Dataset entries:
▬▬▬▬▬▬▬▬▬▬

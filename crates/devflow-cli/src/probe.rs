use devflow_core::paths;
use devflow_core::{EnvLifecycle, SessionState};
use std::ffi::OsStr;
use std::path::Path;

/// Derive the starting session state from the project directory.
///
/// A venv directory holding `pyvenv.cfg` is Created, or Activated when
/// `virtual_env` (the caller's `VIRTUAL_ENV`) names the same directory. A
/// `.git` entry at the root sets the repository flag.
pub fn probe(root: &Path, venv: &str, virtual_env: Option<&OsStr>) -> SessionState {
    let mut state = SessionState::new();
    let venv_dir = root.join(venv);
    if paths::venv_marker(root, venv).is_file() {
        state.env = EnvLifecycle::Created;
        if virtual_env.is_some_and(|active| same_dir(Path::new(active), &venv_dir)) {
            state.env = EnvLifecycle::Activated;
        }
        state.environment_path = Some(venv_dir);
    }
    state.repository = paths::git_dir(root).exists();
    tracing::debug!(env = %state.env.as_str(), repository = state.repository, "probed session state");
    state
}

fn same_dir(a: &Path, b: &Path) -> bool {
    match (a.canonicalize(), b.canonicalize()) {
        (Ok(a), Ok(b)) => a == b,
        _ => a == b,
    }
}

#[cfg(test)]
mod tests {
    use super::*;
    use tempfile::TempDir;

    fn make_venv(dir: &TempDir) {
        std::fs::create_dir_all(dir.path().join(".venv")).unwrap();
        std::fs::write(dir.path().join(".venv/pyvenv.cfg"), "home = /usr/bin\n").unwrap();
    }

    #[test]
    fn empty_directory_is_uninitialized() {
        let dir = TempDir::new().unwrap();
        let state = probe(dir.path(), ".venv", None);
        assert_eq!(state.env, EnvLifecycle::Uninitialized);
        assert!(!state.repository);
    }

    #[test]
    fn venv_marker_means_created() {
        let dir = TempDir::new().unwrap();
        make_venv(&dir);
        std::fs::create_dir(dir.path().join(".git")).unwrap();
        let state = probe(dir.path(), ".venv", None);
        assert_eq!(state.env, EnvLifecycle::Created);
        assert!(state.repository);
    }

    #[test]
    fn directory_without_marker_is_not_a_venv() {
        let dir = TempDir::new().unwrap();
        std::fs::create_dir_all(dir.path().join(".venv")).unwrap();
        assert_eq!(probe(dir.path(), ".venv", None).env, EnvLifecycle::Uninitialized);
    }

    #[test]
    fn matching_virtual_env_means_activated() {
        let dir = TempDir::new().unwrap();
        make_venv(&dir);
        let active = dir.path().join(".venv");
        let state = probe(dir.path(), ".venv", Some(active.as_os_str()));
        assert_eq!(state.env, EnvLifecycle::Activated);

        let other = TempDir::new().unwrap();
        let state = probe(dir.path(), ".venv", Some(other.path().as_os_str()));
        assert_eq!(state.env, EnvLifecycle::Created);
    }
}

▬▬▬▬▬▬▬▬▬▬

§ REQUIRED ACTION
Would you print exactly, and only, the lines of the data above from the line with "use std::path::Path;" through the line with "state.env = EnvLifecycle::Created;", inclusive?

§ FINAL ANSWER
use std::path::Path;

/// Derive the starting session state from the project directory.
///
/// A venv directory holding `pyvenv.cfg` is Created, or Activated when
/// `virtual_env` (the caller's `VIRTUAL_ENV`) names the same directory. A
/// `.git` entry at the root sets the repository flag.
pub fn probe(root: &Path, venv: &str, virtual_env: Option<&OsStr>) -> SessionState {
    let mut state = SessionState::new();
    let venv_dir = root.join(venv);
    if paths::venv_marker(root, venv).is_file() {
        state.env = EnvLifecycle::Created;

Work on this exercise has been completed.